MATERIAL SUPPLIED section start

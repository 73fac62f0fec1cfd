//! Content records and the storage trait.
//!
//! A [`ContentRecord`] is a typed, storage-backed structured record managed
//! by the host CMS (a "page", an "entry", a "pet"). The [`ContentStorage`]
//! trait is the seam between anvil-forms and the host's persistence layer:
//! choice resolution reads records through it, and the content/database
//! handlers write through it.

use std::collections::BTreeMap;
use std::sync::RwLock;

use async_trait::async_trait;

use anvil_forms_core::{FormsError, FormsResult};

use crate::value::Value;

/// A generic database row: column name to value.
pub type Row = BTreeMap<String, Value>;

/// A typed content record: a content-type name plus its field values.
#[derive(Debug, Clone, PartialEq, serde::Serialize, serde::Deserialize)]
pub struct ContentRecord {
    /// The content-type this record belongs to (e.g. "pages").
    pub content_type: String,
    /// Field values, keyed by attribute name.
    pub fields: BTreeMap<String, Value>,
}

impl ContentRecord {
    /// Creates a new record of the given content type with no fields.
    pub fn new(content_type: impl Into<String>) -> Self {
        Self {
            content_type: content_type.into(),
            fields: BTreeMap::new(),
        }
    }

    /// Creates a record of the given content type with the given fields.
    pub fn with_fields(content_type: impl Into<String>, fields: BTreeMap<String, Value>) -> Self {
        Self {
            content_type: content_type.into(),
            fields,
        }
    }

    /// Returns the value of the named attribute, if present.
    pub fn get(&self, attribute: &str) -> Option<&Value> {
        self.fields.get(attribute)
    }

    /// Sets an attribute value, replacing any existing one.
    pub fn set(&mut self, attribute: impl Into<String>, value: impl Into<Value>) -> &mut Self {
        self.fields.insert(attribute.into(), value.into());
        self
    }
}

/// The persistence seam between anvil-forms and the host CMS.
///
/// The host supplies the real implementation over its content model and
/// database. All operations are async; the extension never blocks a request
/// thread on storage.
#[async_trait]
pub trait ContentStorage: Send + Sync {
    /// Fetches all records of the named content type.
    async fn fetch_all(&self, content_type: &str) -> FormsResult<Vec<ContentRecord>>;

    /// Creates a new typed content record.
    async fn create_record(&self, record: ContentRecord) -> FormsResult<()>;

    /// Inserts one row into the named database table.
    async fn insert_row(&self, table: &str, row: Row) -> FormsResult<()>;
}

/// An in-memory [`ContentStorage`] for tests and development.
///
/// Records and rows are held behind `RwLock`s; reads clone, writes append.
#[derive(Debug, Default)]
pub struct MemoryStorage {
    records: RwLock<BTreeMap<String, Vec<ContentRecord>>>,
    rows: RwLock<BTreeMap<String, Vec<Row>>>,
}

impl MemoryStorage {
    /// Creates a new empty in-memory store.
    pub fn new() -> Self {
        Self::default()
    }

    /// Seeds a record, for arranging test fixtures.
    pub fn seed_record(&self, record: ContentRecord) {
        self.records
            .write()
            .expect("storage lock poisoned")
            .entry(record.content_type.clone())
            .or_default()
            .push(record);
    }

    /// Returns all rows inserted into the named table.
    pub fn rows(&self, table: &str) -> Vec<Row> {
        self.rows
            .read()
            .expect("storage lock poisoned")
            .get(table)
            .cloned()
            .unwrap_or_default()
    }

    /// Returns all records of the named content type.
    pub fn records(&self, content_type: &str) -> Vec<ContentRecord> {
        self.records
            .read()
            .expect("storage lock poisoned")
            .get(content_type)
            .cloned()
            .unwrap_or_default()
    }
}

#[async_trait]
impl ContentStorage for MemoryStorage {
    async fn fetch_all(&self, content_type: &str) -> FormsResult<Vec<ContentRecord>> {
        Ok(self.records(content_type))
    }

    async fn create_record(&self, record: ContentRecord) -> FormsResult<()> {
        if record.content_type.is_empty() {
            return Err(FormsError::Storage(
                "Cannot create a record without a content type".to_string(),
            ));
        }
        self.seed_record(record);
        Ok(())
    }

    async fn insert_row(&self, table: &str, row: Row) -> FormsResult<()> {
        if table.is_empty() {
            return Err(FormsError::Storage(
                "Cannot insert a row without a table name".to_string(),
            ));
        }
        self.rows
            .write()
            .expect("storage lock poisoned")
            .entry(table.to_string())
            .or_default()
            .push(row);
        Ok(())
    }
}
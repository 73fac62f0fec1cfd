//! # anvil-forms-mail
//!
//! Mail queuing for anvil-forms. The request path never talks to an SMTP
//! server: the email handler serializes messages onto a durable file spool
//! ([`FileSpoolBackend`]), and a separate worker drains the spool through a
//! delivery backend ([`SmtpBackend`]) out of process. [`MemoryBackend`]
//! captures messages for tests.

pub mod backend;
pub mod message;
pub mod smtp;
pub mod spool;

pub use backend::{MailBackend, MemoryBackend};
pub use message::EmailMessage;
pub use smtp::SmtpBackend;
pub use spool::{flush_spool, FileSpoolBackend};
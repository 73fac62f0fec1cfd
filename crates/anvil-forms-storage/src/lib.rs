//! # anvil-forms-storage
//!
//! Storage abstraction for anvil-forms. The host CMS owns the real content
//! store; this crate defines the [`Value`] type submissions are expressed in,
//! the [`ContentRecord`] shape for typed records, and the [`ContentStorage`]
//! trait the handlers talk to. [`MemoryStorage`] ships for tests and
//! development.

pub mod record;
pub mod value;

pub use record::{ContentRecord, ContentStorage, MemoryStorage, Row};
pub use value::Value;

MATERIAL SUPPLIED section end

▶ **ASSIGNED TASK**
Count every line of the records that holds the string "store". Write only the total.

▶ **SOLUTION TO THIS EXERCISE**
2